El reciclador del mal



En contra de lo que la gente piensa, el bien tiene muchos colores. Está el bien clarito, el bien oscuro, el bien marino, el bien pálido… Sin embargo, el mal es el mal, el inapelable e inexacto extremo cromático. Y para eso está él.

La gente cree que es ciego, lo cual nos permite a todos los del pueblo enarbolar sin tapujos nuestro verdadero color, y eso le facilita el trabajo. Tocado por la varita mágica de la sinestesia, sus dedos pueden oler el color del mal antes incluso de que aparezca, y esa sórdida energía, ese sinsentido que a todos nos posee en varios o muchos momentos de nuestro día a día, pasa entonces a sus manos, de ahí a sus bolsillos, y después a su casa, donde lo almacena para trasformarlo en efímeras obras de arte.
¿Qué por qué conozco su secreto? Porque él mismo me lo ha mostrado. Sí, me lo confió un día, solo a mí, e incluso me permitió verle trabajar. Supongo que influiría el hecho de que yo también soy sinestésico, o quizá que, como todo artista, su alma alberga también ese pequeño pero necesario atisbo de narcisismo. Os lo contaré:

Ese día Don Pedro se había enfurruñado con Paquita, la panadera, por no se qué de unas vueltas y, tras salir escopetado de la tienda, se montó en su Land Rover con el ceño tan cruzado como el de un herido jabalí; para colmo el Eulogio, por esquivar una cagada de burra, descontroló tanto el manillar de su moto que destrozó sin querer el retrovisor del coche de Don Pedro; éste agarró sin pensar su garrote, bajó, y se fue hacia el Eulogio hecho una furia. Entonces, mientras las miradas dibujaban el preludio de lo obvio, lo percibí todo. Y sé que él también. La voz de los paisanos, el sonido de los puños que aún no se habían disparado, la fragancia de la sangre que aún no brotaba… todo estaba escrito en ese color, tan extraño como certero: el del mal. Y entonces surgió él, de la nada, pidiendo ayuda para cruzar la calle. La voz quejosa, los ojos albinos en un rostro casi oculto, la espalda siempre encorvada. Y… el Tío Pedro no supo negarse. Desde mi posición, hechizado por las emociones, pude percibir nítida y secuenciadamente el milagro: el sonido de la ira pasando de unas manos a otras; el olor del odio saltando y escondiéndose mansamente dentro sus bolsillos, como un pequeño hurón amaestrado... Y el sabor del dolor, resguardándose en su vientre, en sus ojos, en su pelo, impregnando de golpe todo su ser.

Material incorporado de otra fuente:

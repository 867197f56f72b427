//! REST API.
//!
//! - `GET  /health`
//! - `GET  /api/status`
//! - `GET  /api/locations`
//! - `POST /api/load-location`
//! - `POST /api/download-location`
//! - `POST /api/route-with-instructions`
//! - `GET  /api/safe-havens`
//!
//! Loading, downloading and routing are CPU or network bound and run on the
//! blocking pool. Only one load or download runs at a time; routing keeps
//! serving the previous session until the new one is swapped in.

use std::sync::Arc;

use axum::{
    Json, Router,
    extract::{State, rejection::JsonRejection},
    http::StatusCode,
    response::{IntoResponse, Response},
    routing::{get, post},
};
use chrono::Utc;
use serde::{Deserialize, Serialize};
use tower_http::cors::{Any, CorsLayer};
use tracing::{error, info};

use crate::error::{RouteError, RouteResult};
use crate::graph::RoadGraph;
use crate::havens::SafeHaven;
use crate::path::{Coordinate, ParallelEdgePolicy, RouteInstruction};
use crate::provider::GraphProvider;
use crate::risk::{PipelineReport, RiskSettings};
use crate::session::{Session, SessionStore};
use crate::store::{self, GraphStore, LocationMetadata, SavedLocation};

const DEFAULT_RADIUS_M: f64 = 5000.0;

/// Shared across handlers.
pub struct AppState {
    sessions: SessionStore,
    store: GraphStore,
    provider: Arc<dyn GraphProvider>,
    settings: RiskSettings,
    policy: ParallelEdgePolicy,
    load_lock: tokio::sync::Mutex<()>,
}

impl AppState {
    pub fn new(
        store: GraphStore,
        provider: Arc<dyn GraphProvider>,
        settings: RiskSettings,
        policy: ParallelEdgePolicy,
    ) -> Self {
        Self {
            sessions: SessionStore::new(),
            store,
            provider,
            settings,
            policy,
            load_lock: tokio::sync::Mutex::new(()),
        }
    }

    pub fn store(&self) -> &GraphStore {
        &self.store
    }

    /// Load a stored location and make it current. Blocking.
    pub fn load_saved(&self, key: &str) -> RouteResult<Arc<Session>> {
        let graph = self.store.load(key)?;
        info!("Loaded {}: {} nodes, {} edges", key, graph.node_count(), graph.edge_count());
        if let Some(meta) = self.store.metadata(key) {
            info!("{} downloaded {} (radius {} m)", meta.location, meta.download_time.to_rfc3339(), meta.radius);
        }
        self.install(key, graph)
    }

    /// Fetch a place from the provider, persist it and make it current.
    /// Blocking.
    pub fn download(&self, place: &str, radius_m: f64) -> RouteResult<(Arc<Session>, LocationMetadata)> {
        let key = store::location_key(place);
        store::checked_key(&key)?;
        let graph = self
            .provider
            .fetch(place, radius_m)
            .map_err(|e| RouteError::ExternalAcquisitionFailure(format!("{e:#}")))?;

        let metadata = LocationMetadata {
            location: place.to_string(),
            nodes: graph.node_count(),
            edges: graph.edge_count(),
            download_time: Utc::now(),
            radius: radius_m,
        };
        self.store.save(&key, &graph, &metadata)?;
        let session = self.install(&key, graph)?;
        Ok((session, metadata))
    }

    fn install(&self, key: &str, graph: RoadGraph) -> RouteResult<Arc<Session>> {
        let session = Session::build(key, graph, &self.settings, self.policy, self.store.dir())?;
        self.sessions.replace(session);
        self.sessions
            .current()
            .ok_or_else(|| RouteError::InitializationFailure("session was not installed".into()))
    }
}

/// Creates the API router with permissive CORS.
pub fn create_router(state: Arc<AppState>) -> Router {
    let cors = CorsLayer::new().allow_origin(Any).allow_methods(Any).allow_headers(Any);

    Router::new()
        .route("/health", get(|| async { "OK" }))
        .route("/api/status", get(status))
        .route("/api/locations", get(list_locations))
        .route("/api/load-location", post(load_location))
        .route("/api/download-location", post(download_location))
        .route("/api/route-with-instructions", post(route_with_instructions))
        .route("/api/safe-havens", get(safe_havens))
        .layer(cors)
        .with_state(state)
}

// ============================================================================
// Errors
// ============================================================================

/// `RouteError` rendered as `{error, category}` with a matching status.
#[derive(Debug)]
pub struct ApiError(RouteError);

#[derive(Serialize)]
struct ErrorBody {
    error: String,
    category: &'static str,
}

impl From<RouteError> for ApiError {
    fn from(e: RouteError) -> Self {
        Self(e)
    }
}

impl ApiError {
    fn status(&self) -> StatusCode {
        match self.0 {
            RouteError::InvalidInput(_) => StatusCode::BAD_REQUEST,
            RouteError::NotFound(_) => StatusCode::NOT_FOUND,
            RouteError::InitializationFailure(_) => StatusCode::INTERNAL_SERVER_ERROR,
            RouteError::ExternalAcquisitionFailure(_) => StatusCode::BAD_GATEWAY,
        }
    }
}

impl IntoResponse for ApiError {
    fn into_response(self) -> Response {
        let status = self.status();
        if status.is_server_error() {
            error!("{}", self.0);
        }
        let body = ErrorBody { error: self.0.to_string(), category: self.0.category() };
        (status, Json(body)).into_response()
    }
}

fn no_data(rejection: JsonRejection) -> ApiError {
    RouteError::InvalidInput(format!("Invalid request body: {}", rejection.body_text())).into()
}

/// Runs `work` on the blocking pool.
async fn blocking<T, F>(work: F) -> Result<T, ApiError>
where
    F: FnOnce() -> RouteResult<T> + Send + 'static,
    T: Send + 'static,
{
    tokio::task::spawn_blocking(work)
        .await
        .map_err(|e| RouteError::InitializationFailure(format!("worker task failed: {e}")))?
        .map_err(ApiError::from)
}

// ============================================================================
// Status & locations
// ============================================================================

#[derive(Debug, Serialize)]
pub struct StatusResponse {
    pub status: String,
    pub location_loaded: bool,
    pub current_location: Option<String>,
    pub nodes: usize,
    pub edges: usize,
    /// How the current graph was scored.
    pub risk: Option<PipelineReport>,
}

async fn status(State(state): State<Arc<AppState>>) -> Json<StatusResponse> {
    let session = state.sessions.current();
    Json(StatusResponse {
        status: "running".into(),
        location_loaded: session.is_some(),
        current_location: session.as_ref().map(|s| s.location().to_string()),
        nodes: session.as_ref().map_or(0, |s| s.graph().node_count()),
        edges: session.as_ref().map_or(0, |s| s.graph().edge_count()),
        risk: session.as_ref().map(|s| s.report().clone()),
    })
}

#[derive(Serialize)]
struct LocationsResponse {
    locations: Vec<SavedLocation>,
}

async fn list_locations(State(state): State<Arc<AppState>>) -> Result<Json<LocationsResponse>, ApiError> {
    let locations = state.store.list().map_err(RouteError::from)?;
    Ok(Json(LocationsResponse { locations }))
}

// ============================================================================
// Loading
// ============================================================================

#[derive(Deserialize)]
struct LoadRequest {
    file: Option<String>,
}

#[derive(Serialize)]
struct LoadResponse {
    success: bool,
    location: String,
    nodes: usize,
    edges: usize,
}

async fn load_location(
    State(state): State<Arc<AppState>>,
    payload: Result<Json<LoadRequest>, JsonRejection>,
) -> Result<Json<LoadResponse>, ApiError> {
    let Json(request) = payload.map_err(no_data)?;
    let file = request
        .file
        .filter(|f| !f.trim().is_empty())
        .ok_or_else(|| RouteError::InvalidInput("File required".into()))?;
    let key = GraphStore::resolve_key(&file);

    let _guard = state.load_lock.lock().await;
    let worker = Arc::clone(&state);
    let session = blocking(move || worker.load_saved(&key)).await?;

    Ok(Json(LoadResponse {
        success: true,
        location: session.location().to_string(),
        nodes: session.graph().node_count(),
        edges: session.graph().edge_count(),
    }))
}

#[derive(Deserialize)]
struct DownloadRequest {
    location: Option<String>,
    #[serde(default = "default_radius")]
    radius: f64,
}

fn default_radius() -> f64 {
    DEFAULT_RADIUS_M
}

#[derive(Serialize)]
struct DownloadResponse {
    success: bool,
    location: String,
    stats: LocationMetadata,
}

async fn download_location(
    State(state): State<Arc<AppState>>,
    payload: Result<Json<DownloadRequest>, JsonRejection>,
) -> Result<Json<DownloadResponse>, ApiError> {
    let Json(request) = payload.map_err(no_data)?;
    let place = request
        .location
        .filter(|l| !l.trim().is_empty())
        .ok_or_else(|| RouteError::InvalidInput("Location required".into()))?;
    if !request.radius.is_finite() || request.radius <= 0.0 {
        return Err(RouteError::InvalidInput(format!("Invalid radius {}", request.radius)).into());
    }

    let _guard = state.load_lock.lock().await;
    let worker = Arc::clone(&state);
    let (session, stats) = blocking(move || worker.download(&place, request.radius)).await?;
    info!("Downloaded and loaded: {}", stats.location);

    Ok(Json(DownloadResponse { success: true, location: session.location().to_string(), stats }))
}

// ============================================================================
// Routing
// ============================================================================

#[derive(Debug, Deserialize)]
struct PointDto {
    lat: Option<f64>,
    #[serde(alias = "lng")]
    lon: Option<f64>,
}

impl PointDto {
    fn coordinates(&self, which: &str) -> RouteResult<(f64, f64)> {
        match (self.lat, self.lon) {
            (Some(lat), Some(lon)) if lat.is_finite() && lon.is_finite() => Ok((lat, lon)),
            _ => Err(RouteError::InvalidInput(format!("Invalid coordinate format for {which} point"))),
        }
    }
}

#[derive(Debug, Deserialize)]
struct RouteRequest {
    start: Option<PointDto>,
    end: Option<PointDto>,
}

#[derive(Serialize)]
struct RouteStatistics {
    risk: f64,
    distance_m: f64,
    distance_km: f64,
    time_min: f64,
    mode: &'static str,
}

#[derive(Serialize)]
struct RouteResponse {
    success: bool,
    path: Vec<Coordinate>,
    instructions: Vec<RouteInstruction>,
    statistics: RouteStatistics,
}

async fn route_with_instructions(
    State(state): State<Arc<AppState>>,
    payload: Result<Json<RouteRequest>, JsonRejection>,
) -> Result<Json<RouteResponse>, ApiError> {
    let session = state
        .sessions
        .current()
        .ok_or_else(|| RouteError::InvalidInput("No location loaded. Please download a location first.".into()))?;

    let Json(request) = payload.map_err(no_data)?;
    let (Some(start), Some(end)) = (request.start, request.end) else {
        return Err(RouteError::InvalidInput("Start and end points required".into()).into());
    };
    let start = start.coordinates("start")?;
    let end = end.coordinates("end")?;
    info!("Route request from ({:.4}, {:.4}) to ({:.4}, {:.4})", start.0, start.1, end.0, end.1);

    let summary = blocking(move || session.route(start, end)).await?;
    info!(
        "Route stats: {}km, {}min, risk: {:.2}",
        summary.distance_km, summary.time_min, summary.risk
    );

    Ok(Json(RouteResponse {
        success: true,
        path: summary.coordinates,
        instructions: summary.instructions,
        statistics: RouteStatistics {
            risk: summary.risk,
            distance_m: summary.distance_m,
            distance_km: summary.distance_km,
            time_min: summary.time_min,
            mode: "safest",
        },
    }))
}

// ============================================================================
// Safe havens
// ============================================================================

#[derive(Serialize)]
struct HavensResponse {
    havens: Vec<SafeHaven>,
}

async fn safe_havens(State(state): State<Arc<AppState>>) -> Json<HavensResponse> {
    let havens = state.sessions.current().map(|s| s.havens().havens().to_vec()).unwrap_or_default();
    Json(HavensResponse { havens })
}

Luego lo acompañé a su guarida, esa casa de puertas tapiadas que las viejas aseguran que está embrujada porque al parecer le cayeron encima todas las bombas de la guerra y ninguna logró descascarillarle ni una teja. Y allí dentro, casi sin luz, contemplé su arte: convertidos en ínfimos grumos de arcilla, los tropiezos y necedades del pueblo surgían desde sus bolsillos, y también desde el interior de los armarios, cajones, baúles… y se agrupaban para ordenarse por olores en aquella paleta que sus manos portaban con la delicadeza y maestría del mas excelso de los pintores. Después, con pincel invisible, el falso ciego bosquejaba extrañas espirales que, antes de besar el lienzo, se convertían en música. Notas tristes, trazos melódicos inacabados que se evaporaban, sumisos, en una danza etérea con olor a barro y a ceniza, para huir después, raudos, por la chimenea. Rumbo a la estratosfera.

Es probable que penséis que esta historia no tiene ni pies ni cabeza, pero es que la sinestesia, como ocurre con el resto de mágicas deformidades del mundo, también es imposible de entender. Pero hacedme un favor, si halláis en vuestro barrio, o en vuestro pueblo, alguien susceptible de parecerse al reciclador… no huyáis. Solo dejad que os toque con sus ojos, que escuche vuestro olor. Y estad tranquilos, que después él ya sabrá qué hacer.